Surgical and pathology reports commonly refer to the longitudinal bowel margin. However, nodal and circumferential (radial) margins may be more important. If a tumor spreads beyond the bowel wall in anatomically immobile segments of the large bowel, the narrowest margin of resection typically is situated laterally, anteriorly, or posteriorly rather than along the length of the bowel. A study of whole-mount sections found that 40% of patients who underwent resection of a rectal carcinoma had a radial margin of 3 mm or less. In patients in whom postoperative irradiation may be part of the treatment, several surgical procedures assist in planning treatment and minimizing toxicity. Pelvic floor reconstruction and reperitonealization help to minimize the volume of small bowel in the pelvis. For patients in whom high-dose treatment to the pelvis is anticipated, complete exclusion of all small bowel from the pelvis can be achieved by use of an absorbable mesh sling. Primary closure of the perineal wound after abdominoperineal resection generally results in more rapid healing and prevents delays in instituting postoperative radiation therapy. A full description of the extent of the tumor and placement of clips demarcating the tumor bed and residual disease can assist in the design of radiation therapy fields.

Patterns of Failure After Curative Resection

Detailed information regarding anatomic sites of failure after operation for rectal cancer is available from the University of Minnesota reoperation series (Fig. 54-2). Seventy-four patients thought to be at high risk for local recurrence underwent elective or symptomatic second-look operations. Of these, 52 (70%) had metastatic or locally recurrent cancer. Locoregional recurrence in the pelvis or paraaortic nodes was the sole failure in 24 (46%) of these 52 patients and occurred as a component of failure in 48 (92%). Table 54-3 provides information about failure patterns in an unselected patient population. Patients with disease extension beyond the bowel wall, nodal involvement, or both have local recurrence rates of 20% to 70%. Distant metastasis occurs in approximately 30% of patients who undergo curative resection of rectal cancer, and the most common sites of involvement are liver, lung, and peritoneum.

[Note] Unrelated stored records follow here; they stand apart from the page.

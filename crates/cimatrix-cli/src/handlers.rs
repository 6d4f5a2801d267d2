//! Command handlers.

use anyhow::Context;
use cimatrix_core::ports::{Environment, RecipeRepository, VersionControl};
use cimatrix_core::{Error, MatrixJob, Platform, RecipeKind, RepositoryShape, VersionConfig};
use cimatrix_planner::changes;
use cimatrix_planner::{GenerateRequest, GeneratorSettings, Ports, Rendered, generate_matrix};
use cimatrix_workspace::{GitCli, LocalRecipeRepository, ProcessEnvironment};
use console::style;
use serde_json::json;
use std::path::{Path, PathBuf};
use tracing::info;

pub struct GenerateArgs {
    pub platform: Platform,
    pub recipe_type: Option<RecipeKind>,
    pub split_by_build_types: Option<bool>,
    pub repo: PathBuf,
    pub output: Option<PathBuf>,
    pub deny_duplicate_names: bool,
}

/// Generate the job matrix and print it or write it to a file.
pub fn generate(args: GenerateArgs) -> anyhow::Result<()> {
    let recipes = LocalRecipeRepository::new(&args.repo);
    let git = GitCli::new(&args.repo);
    let env = ProcessEnvironment::new();

    let request = GenerateRequest {
        platform: args.platform,
        recipe_kind: args.recipe_type,
        split_by_build_types: args.split_by_build_types,
    };
    let ports = Ports {
        vcs: &git,
        env: &env,
        recipes: &recipes,
    };

    let rendered = generate_matrix(&request, ports)
        .with_context(|| format!("generating matrix for {}", args.repo.display()))?;
    enforce_unique_names(&rendered, args.deny_duplicate_names)?;

    match args.output {
        Some(path) => {
            std::fs::write(&path, &rendered.body)
                .with_context(|| format!("writing {}", path.display()))?;
            info!(path = %path.display(), "Matrix written");
            eprintln!("{} Wrote {}", style("✓").green(), path.display());
        }
        None => println!("{}", rendered.body),
    }

    Ok(())
}

fn enforce_unique_names(rendered: &Rendered, deny: bool) -> Result<(), Error> {
    if deny && !rendered.overwritten.is_empty() {
        return Err(Error::DuplicateJobNames(rendered.overwritten.clone()));
    }
    Ok(())
}

/// What the generator would see in a repository.
#[derive(Debug)]
struct DetectReport {
    shape: RepositoryShape,
    recipe_kind: Option<RecipeKind>,
    recipes: Vec<String>,
    changed: Result<Vec<String>, String>,
    explicit_version: Option<String>,
    config_file_version: u32,
}

fn inspect(
    recipes: &dyn RecipeRepository,
    vcs: &dyn VersionControl,
    env: &dyn Environment,
) -> anyhow::Result<DetectReport> {
    let settings = GeneratorSettings::from_env(env)?;
    let shape = recipes.detect_shape()?;

    let (recipe_kind, names) = match shape {
        RepositoryShape::Catalog => (None, recipes.list_recipes()?),
        _ => (Some(recipes.recipe_kind(".")?), Vec::new()),
    };

    let changed = changes::changed_directories(vcs, None)
        .map(|set| set.iter().map(String::from).collect::<Vec<_>>())
        .map_err(|e| e.to_string());

    Ok(DetectReport {
        shape,
        recipe_kind,
        recipes: names,
        changed,
        explicit_version: settings.explicit_version,
        config_file_version: settings.config_file_version,
    })
}

/// Print the repository shape, changed directories and CI version.
pub fn detect(repo: &Path, as_json: bool) -> anyhow::Result<()> {
    let recipes = LocalRecipeRepository::new(repo);
    let git = GitCli::new(repo);
    let report = inspect(&recipes, &git, &ProcessEnvironment::new())?;

    if as_json {
        let changed = match &report.changed {
            Ok(dirs) => json!(dirs),
            Err(_) => serde_json::Value::Null,
        };
        let value = json!({
            "shape": report.shape,
            "recipe_kind": report.recipe_kind,
            "recipes": report.recipes,
            "changed": changed,
            "explicit_version": report.explicit_version,
            "config_file_version": report.config_file_version,
        });
        println!("{}", serde_json::to_string_pretty(&value)?);
        return Ok(());
    }

    println!("{} {}", style("Layout:").bold(), report.shape);
    if let Some(kind) = report.recipe_kind {
        println!("{} {}", style("Recipe type:").bold(), kind);
    }
    if !report.recipes.is_empty() {
        println!("{} {}", style("Recipes:").bold(), report.recipes.len());
        for name in &report.recipes {
            println!("    - {}", name);
        }
    }

    match &report.changed {
        Ok(dirs) if dirs.is_empty() => {
            println!("{} none", style("Changed directories:").bold());
        }
        Ok(dirs) => {
            println!("{}", style("Changed directories:").bold());
            for dir in dirs {
                let shown = if dir.is_empty() { "." } else { dir.as_str() };
                println!("    - {}", shown);
            }
        }
        Err(e) => println!(
            "{} {} {}",
            style("Changed directories:").bold(),
            style("unavailable").yellow(),
            style(e).dim()
        ),
    }

    println!(
        "{} {}",
        style("Explicit version:").bold(),
        report.explicit_version.as_deref().unwrap_or("none")
    );
    println!(
        "{} {}",
        style("CI config version:").bold(),
        report.config_file_version
    );
    Ok(())
}

/// Validate a version configuration file, checking every build value.
pub fn validate(path: &Path) -> anyhow::Result<()> {
    let config = read_version_config(path)?;

    println!(
        "{} {} is valid",
        style("✓").green(),
        style(path.display()).bold()
    );
    println!("  Versions: {}", config.len());
    for policy in config.iter() {
        println!(
            "    - {} ({}, build: {})",
            policy.version, policy.folder, policy.build
        );
    }

    Ok(())
}

fn read_version_config(path: &Path) -> anyhow::Result<VersionConfig> {
    let content =
        std::fs::read_to_string(path).with_context(|| format!("reading {}", path.display()))?;
    let config = VersionConfig::from_yaml_str(&content)
        .with_context(|| format!("parsing {}", path.display()))?;
    config
        .validate()
        .with_context(|| format!("validating {}", path.display()))?;
    Ok(config)
}

/// Print the JSON schema of one matrix job.
pub fn schema() -> anyhow::Result<()> {
    let schema = schemars::schema_for!(MatrixJob);
    println!("{}", serde_json::to_string_pretty(&schema)?);
    Ok(())
}

#[cfg(test)]
mod tests {
    use super::*;
    use cimatrix_core::BuildPolicy;
    use cimatrix_core::fakes::{MemoryRecipeRepository, MemoryVersionControl};
    use std::collections::HashMap;

    #[test]
    fn test_duplicates_allowed_by_default() {
        let rendered = Rendered {
            body: "{}".to_string(),
            overwritten: vec!["X".to_string()],
        };
        assert!(enforce_unique_names(&rendered, false).is_ok());
    }

    #[test]
    fn test_duplicates_denied() {
        let rendered = Rendered {
            body: "{}".to_string(),
            overwritten: vec!["X".to_string()],
        };
        let err = enforce_unique_names(&rendered, true).unwrap_err();
        assert!(err.is_configuration());
        assert!(err.to_string().contains('X'));
    }

    #[test]
    fn test_inspect_catalog() {
        let config = VersionConfig::new(vec![cimatrix_core::VersionPolicy::new(
            "1.0",
            "all",
            BuildPolicy::Full,
        )]);
        let recipes = MemoryRecipeRepository::new(RepositoryShape::Catalog)
            .with_recipe("zlib", config.clone())
            .with_recipe("bzip2", config);
        let vcs = MemoryVersionControl::new("main", "main")
            .with_diff("main", ["recipes/zlib/all/conanfile.py"]);
        let env: HashMap<String, String> =
            HashMap::from([("GITHUB_REF".to_string(), "refs/heads/testing/1.0".to_string())]);

        let report = inspect(&recipes, &vcs, &env).unwrap();
        assert_eq!(report.shape, RepositoryShape::Catalog);
        assert_eq!(report.recipe_kind, None);
        assert_eq!(report.recipes, vec!["bzip2", "zlib"]);
        assert_eq!(report.changed, Ok(vec!["recipes/zlib/all".to_string()]));
        assert_eq!(report.explicit_version.as_deref(), Some("1.0"));
        assert_eq!(report.config_file_version, 1);
    }

    #[test]
    fn test_inspect_tolerates_missing_history() {
        let recipes = MemoryRecipeRepository::new(RepositoryShape::SingleRecipeSingleVersion)
            .with_kind(".", RecipeKind::Installer);
        let vcs = MemoryVersionControl::new("main", "main");
        let env: HashMap<String, String> = HashMap::new();

        let report = inspect(&recipes, &vcs, &env).unwrap();
        assert_eq!(report.recipe_kind, Some(RecipeKind::Installer));
        assert!(report.changed.is_err());
    }

    #[test]
    fn test_read_version_config() {
        let dir = tempfile::tempdir().unwrap();
        let path = dir.path().join("config.yml");
        std::fs::write(
            &path,
            "versions:\n  \"2.0\":\n    folder: all\n  \"1.0\":\n    folder: old\n    build: none\n",
        )
        .unwrap();

        let config = read_version_config(&path).unwrap();
        let versions: Vec<&str> = config.iter().map(|p| p.version.as_str()).collect();
        assert_eq!(versions, vec!["2.0", "1.0"]);
    }

    #[test]
    fn test_read_version_config_rejects_unknown_policy() {
        let dir = tempfile::tempdir().unwrap();
        let path = dir.path().join("config.yml");
        std::fs::write(&path, "versions:\n  \"1.0\":\n    folder: all\n    build: sometimes\n")
            .unwrap();

        let err = read_version_config(&path).unwrap_err();
        assert!(format!("{:#}", err).contains("sometimes"));
    }
}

Patterns of failure in colon cancer have been analyzed in autopsy, clinical, and reoperation series. Data from these series suggest that local failure is a significant problem after resection of colon cancer in selected patients. Local failure is highest among patients with tumors adhering to surrounding structures and those who have both tumor extension beyond the bowel wall and metastatically involved lymph nodes. In one retrospective study, the local recurrence rate among patients with these pathologic characteristics was 30% to 49%.
Approximately 20% of patients who undergo curative resection of colon cancer develop distant metastasis. The most common sites of distant metastasis are liver, lung, and peritoneum.